**WORK REQUIRED**
The response must be made up of the lines in the entries below that contain "HashSet".

Stored items:

== Segment start ==

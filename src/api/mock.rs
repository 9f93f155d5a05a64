//! In-memory [`CloudApi`] for tests and benchmarks.
//!
//! Available to other crates with the `test-util` feature.

use crate::api::types::*;
use crate::api::CloudApi;
use crate::error::{ExporterError, Result};
use std::collections::HashSet;
use std::time::Duration;

/// Serves fixed inventories; selected resources can fail or stall.
#[derive(Debug, Clone, Default)]
pub struct MockApi {
    pub account: Account,
    pub droplets: Vec<Droplet>,
    pub volumes: Vec<Volume>,
    pub load_balancers: Vec<LoadBalancer>,
    pub domains: Vec<Domain>,
    pub domain_records: Vec<(String, DomainRecord)>,
    pub images: Vec<Image>,
    pub keys: Vec<Key>,
    pub snapshots: Vec<Snapshot>,
    pub floating_ips: Vec<FloatingIp>,
    pub failing: HashSet<&'static str>,
    pub stalled: HashSet<&'static str>,
}

impl MockApi {
    /// Make every call for `resource` fail with a 500 API error.
    pub fn failing(mut self, resource: &'static str) -> Self {
        self.failing.insert(resource);
        self
    }

    /// Make every call for `resource` hang for a minute.
    pub fn stalled(mut self, resource: &'static str) -> Self {
        self.stalled.insert(resource);
        self
    }

    async fn gate(&self, resource: &'static str) -> Result<()> {
        if self.stalled.contains(resource) {
            tokio::time::sleep(Duration::from_secs(60)).await;
        }
        if self.failing.contains(resource) {
            return Err(ExporterError::api_error(500, "server_error", "mock failure"));
        }
        Ok(())
    }
}

#[async_trait::async_trait]
impl CloudApi for MockApi {
    async fn account(&self) -> Result<Account> {
        self.gate("account").await?;
        Ok(self.account.clone())
    }

    async fn list_droplets(&self) -> Result<Vec<Droplet>> {
        self.gate("droplet").await?;
        Ok(self.droplets.clone())
    }

    async fn list_volumes(&self) -> Result<Vec<Volume>> {
        self.gate("volume").await?;
        Ok(self.volumes.clone())
    }

    async fn list_load_balancers(&self) -> Result<Vec<LoadBalancer>> {
        self.gate("loadbalancer").await?;
        Ok(self.load_balancers.clone())
    }

    async fn list_domains(&self) -> Result<Vec<Domain>> {
        self.gate("domain").await?;
        Ok(self.domains.clone())
    }

    async fn list_domain_records(&self, domain: &str) -> Result<Vec<DomainRecord>> {
        self.gate("domain_record").await?;
        Ok(self
            .domain_records
            .iter()
            .filter(|(name, _)| name == domain)
            .map(|(_, record)| record.clone())
            .collect())
    }

    async fn list_images(&self) -> Result<Vec<Image>> {
        self.gate("image").await?;
        Ok(self.images.clone())
    }

    async fn list_keys(&self) -> Result<Vec<Key>> {
        self.gate("key").await?;
        Ok(self.keys.clone())
    }

    async fn list_snapshots(&self) -> Result<Vec<Snapshot>> {
        self.gate("snapshot").await?;
        Ok(self.snapshots.clone())
    }

    async fn list_floating_ips(&self) -> Result<Vec<FloatingIp>> {
        self.gate("floatingip").await?;
        Ok(self.floating_ips.clone())
    }
}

== Segment end ==

**SOLUTION FOR THIS TASK**
use std::collections::HashSet;
    pub failing: HashSet<&'static str>,
    pub stalled: HashSet<&'static str>,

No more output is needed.